Collected data entries
/*
 * Copyright (c) Microsoft Corporation.
 * Licensed under the MIT license.
 */

use faer::{self, Par};

use super::{LinalgError, common::Transpose};

/// See the documentation for `gemm`.
///
/// The implementation may assume the the specified invariants hold for the sizes of the
/// intermediate arrays.
#[allow(clippy::too_many_arguments)]
pub(super) fn gemm_impl(
    atranspose: Transpose,
    btranspose: Transpose,
    m: usize,
    n: usize,
    k: usize,
    alpha: f64,
    a: &[f64],
    b: &[f64],
    beta: Option<f64>,
    c: &mut [f64],
) {
    let a = atranspose.call(
        || faer::mat::MatRef::from_row_major_slice(a, m, k),
        || faer::mat::MatRef::from_row_major_slice(a, k, m).transpose(),
    );

    let b = btranspose.call(
        || faer::mat::MatRef::from_row_major_slice(b, k, n),
        || faer::mat::MatRef::from_row_major_slice(b, n, k).transpose(),
    );

    let mut c = faer::mat::MatMut::from_row_major_slice_mut(c, m, n);

    // faer only accumulates or replaces, so an arbitrary `beta` is applied up front.
    let beta = match beta {
        Some(scale) => {
            if scale != 1.0 {
                c *= faer::Scale(scale);
            }
            faer::Accum::Add
        }
        None => faer::Accum::Replace,
    };

    // Sequential on purpose: repeated calls must be bit-for-bit reproducible.
    faer::linalg::matmul::matmul(c, beta, a, b, alpha, Par::Seq)
}

/// See the documentation for `symmetric_eigen`.
///
/// Only the lower triangle of `a` is read.
pub(super) fn symmetric_eigen_impl(
    dim: usize,
    a: &[f64],
    eigenvalues: &mut [f64],
    eigenvectors: &mut [f64],
) -> Result<(), LinalgError> {
    let a = faer::mat::MatRef::from_row_major_slice(a, dim, dim);
    let evd = a
        .self_adjoint_eigen(faer::Side::Lower)
        .map_err(|err| LinalgError::NoConvergence {
            dim,
            reason: format!("{err:?}"),
        })?;

    let mut eigenvalues = faer::col::ColMut::from_slice_mut(eigenvalues);
    eigenvalues.copy_from(evd.S().column_vector());

    let mut eigenvectors = faer::mat::MatMut::from_row_major_slice_mut(eigenvectors, dim, dim);
    eigenvectors.copy_from(evd.U());

    Ok(())
}
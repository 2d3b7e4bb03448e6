/*
 * Copyright (c) Microsoft Corporation.
 * Licensed under the MIT license.
 */

use ganmetrics_linalg::{column_means, covariance, trace_sqrtm_product};
use ganmetrics_utils::{
    Element, TensorView,
    views::{Matrix, MatrixView},
};
use tracing::{debug, warn};

use crate::{MetricResult, ShapeError, error::ErrorContext};

/// Conversion of caller-side sample containers into an owned host matrix of `f64`
/// with shape `(n_samples, n_features)`.
///
/// Only the Fréchet distance goes through this adapter. The other metrics borrow their
/// inputs directly.
pub trait HostSamples {
    fn to_host_samples(&self) -> MetricResult<Matrix<f64>>;
}

impl<T: Element> HostSamples for MatrixView<'_, T> {
    fn to_host_samples(&self) -> MetricResult<Matrix<f64>> {
        Ok(self.to_f64())
    }
}

impl<T: Element> HostSamples for Matrix<T> {
    fn to_host_samples(&self) -> MetricResult<Matrix<f64>> {
        Ok(self.to_f64())
    }
}

/// Tensors of rank greater than two have their trailing dimensions flattened into the
/// feature dimension. Rank 0 and 1 tensors are a shape error.
impl<T: Element> HostSamples for TensorView<'_, T> {
    fn to_host_samples(&self) -> MetricResult<Matrix<f64>> {
        Ok(self.flatten_trailing()?.to_f64())
    }
}

/// Compute the Fréchet distance between Gaussians fitted to `samples_a` and `samples_b`.
///
/// ```text
/// |mu_a - mu_b|^2 + tr(cov_a) + tr(cov_b) - 2 * Re tr(sqrtm(cov_a * cov_b))
/// ```
/// where the covariances are unbiased (normalized by `n - 1`).
///
/// # Errors
///
/// * [`ShapeError::FeatureMismatch`] if the inputs disagree on the feature count.
/// * A shape error if a tensor input has rank below two.
/// * [`ganmetrics_linalg::LinalgError::NonFinite`] if either covariance or their product
///   is not finite. This is always the case with fewer than two samples in a set.
/// * [`ganmetrics_linalg::LinalgError::NoConvergence`] if an eigendecomposition fails.
pub fn frechet_inception_distance<A, B>(samples_a: &A, samples_b: &B) -> MetricResult<f64>
where
    A: HostSamples + ?Sized,
    B: HostSamples + ?Sized,
{
    let a = samples_a.to_host_samples()?;
    let b = samples_b.to_host_samples()?;
    if a.ncols() != b.ncols() {
        return Err(ShapeError::FeatureMismatch {
            left: a.ncols(),
            right: b.ncols(),
        }
        .into());
    }

    debug!(
        "frechet distance between {} and {} samples of dimension {}",
        a.nrows(),
        b.nrows(),
        a.ncols()
    );

    let mu_a = column_means(a.as_view());
    let mu_b = column_means(b.as_view());
    let mean_term = dot(&mu_a, &mu_a) + dot(&mu_b, &mu_b) - 2.0 * dot(&mu_a, &mu_b);

    let cov_a = covariance(a.as_view());
    let cov_b = covariance(b.as_view());
    let cross = trace_sqrtm_product(cov_a.as_view(), cov_b.as_view())
        .context("while taking the square root of the covariance product")?;

    let trace_a: f64 = cov_a.diagonal().sum();
    let trace_b: f64 = cov_b.diagonal().sum();

    let distance = mean_term + (trace_a + trace_b - 2.0 * cross);
    if !distance.is_finite() {
        warn!("frechet distance is not finite: {}", distance);
    }
    Ok(distance)
}

fn dot(x: &[f64], y: &[f64]) -> f64 {
    std::iter::zip(x, y).map(|(a, b)| a * b).sum()
}
/*
 * Copyright (c) Microsoft Corporation.
 * Licensed under the MIT license.
 */

/// Indicate whether a row-major operand of [`crate::gemm`] is read as stored or as its
/// transpose.
#[derive(Debug, Clone, Copy, PartialEq, Eq)]
pub enum Transpose {
    /// Use a provided matrix directly.
    None,
    /// Use the transpose of a matrix.
    Ordinary,
}

impl Transpose {
    /// Call exactly one of the arguments depending on the value of `self` and return the
    /// result.
    pub fn call<F, G, T>(&self, if_none: F, if_transpose: G) -> T
    where
        F: FnOnce() -> T,
        G: FnOnce() -> T,
    {
        match self {
            Self::None => if_none(),
            Self::Ordinary => if_transpose(),
        }
    }
}
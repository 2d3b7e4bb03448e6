/*
 * Copyright (c) Microsoft Corporation.
 * Licensed under the MIT license.
 */

pub(crate) mod metric_error;
pub use metric_error::{ErrorContext, MetricError, MetricErrorKind, MetricResult};

mod shape;
pub use shape::ShapeError;
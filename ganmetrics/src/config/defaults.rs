/*
 * Copyright (c) Microsoft Corporation.
 * Licensed under the MIT license.
 */

use std::num::NonZeroUsize;

/// Added inside every logarithm of the Inception and Mode scores so that zero
/// probabilities contribute `0 * ln(eps)` rather than `0 * -inf`.
pub const EPS: f64 = 1e-20;

/// A single nearest neighbor votes for each point in the k-NN two-sample score.
pub const K: NonZeroUsize = NonZeroUsize::new(1).unwrap();
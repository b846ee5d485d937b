use axum::{extract::State, response::Json};
use serde::{Deserialize, Serialize};
use std::sync::OnceLock;
use std::time::Instant;
use utoipa::ToSchema;

use crate::handlers::AppState;

/// Tracks application start time for uptime calculation
static START_TIME: OnceLock<Instant> = OnceLock::new();

/// Initialize the start time (call this on application startup)
pub fn init_start_time() {
    let _ = START_TIME.get_or_init(Instant::now);
}

fn uptime_secs() -> u64 {
    START_TIME.get().map(|t| t.elapsed().as_secs()).unwrap_or(0)
}

/// Liveness response
#[derive(Debug, Clone, Serialize, Deserialize, ToSchema)]
pub struct HealthResponse {
    #[schema(example = "up")]
    pub status: String,
    pub version: String,
    pub environment: String,
    /// Configured store backend, "postgrest" or "in-memory"
    pub store_backend: String,
    pub timestamp: String,
    pub uptime_secs: u64,
}

/// Liveness probe. Does not touch the store.
#[utoipa::path(
    get,
    path = "/health",
    responses((status = 200, description = "Service is running", body = HealthResponse)),
    tag = "health"
)]
pub async fn liveness_check(State(state): State<AppState>) -> Json<HealthResponse> {
    Json(HealthResponse {
        status: "up".to_string(),
        version: env!("CARGO_PKG_VERSION").to_string(),
        environment: state.config.environment.clone(),
        store_backend: state.config.store_backend.clone(),
        timestamp: chrono::Utc::now().to_rfc3339(),
        uptime_secs: uptime_secs(),
    })
}
use crate::errors::ServiceError;
use axum::{
    http::StatusCode,
    response::{IntoResponse, Response},
    Json,
};
use serde::Serialize;

/// Standard success response
pub fn success_response<T: Serialize>(data: T) -> Response {
    (StatusCode::OK, Json(data)).into_response()
}

/// Parses an optional integer query parameter.
///
/// Missing or blank values fall back to `default`; anything that is not a
/// whole number is a bad request.
pub fn parse_int_param(
    name: &str,
    raw: Option<&str>,
    default: i64,
) -> Result<i64, ServiceError> {
    match raw.map(str::trim).filter(|value| !value.is_empty()) {
        None => Ok(default),
        Some(value) => value.parse::<i64>().map_err(|_| {
            ServiceError::BadRequest(format!("{} must be an integer, got {:?}", name, value))
        }),
    }
}

#[cfg(test)]
mod tests {
    use super::*;
    use rstest::rstest;

    #[rstest]
    #[case(None, Ok(14))]
    #[case(Some(""), Ok(14))]
    #[case(Some("  "), Ok(14))]
    #[case(Some("30"), Ok(30))]
    #[case(Some(" -5 "), Ok(-5))]
    #[case(Some("7.5"), Err(()))]
    #[case(Some("abc"), Err(()))]
    fn int_params(#[case] raw: Option<&str>, #[case] expected: Result<i64, ()>) {
        let parsed = parse_int_param("lookback", raw, 14).map_err(|_| ());
        assert_eq!(parsed, expected);
    }

    #[test]
    fn bad_param_names_the_parameter() {
        let err = parse_int_param("safety", Some("x"), 3).unwrap_err();
        assert_eq!(err.status_code(), StatusCode::BAD_REQUEST);
        assert!(err.to_string().contains("safety"));
    }
}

Exercise objective:
Nothing but the lines above from the one containing "pub const K: NonZeroUsize" through the one containing "for uptime calculation" should appear in the answer, each repeated exactly.

Finished task:
pub const K: NonZeroUsize = NonZeroUsize::new(1).unwrap();
repository b846ee5d485d937b
use axum::{extract::State, response::Json};
use serde::{Deserialize, Serialize};
use std::sync::OnceLock;
use std::time::Instant;
use utoipa::ToSchema;

use crate::handlers::AppState;

/// Tracks application start time for uptime calculation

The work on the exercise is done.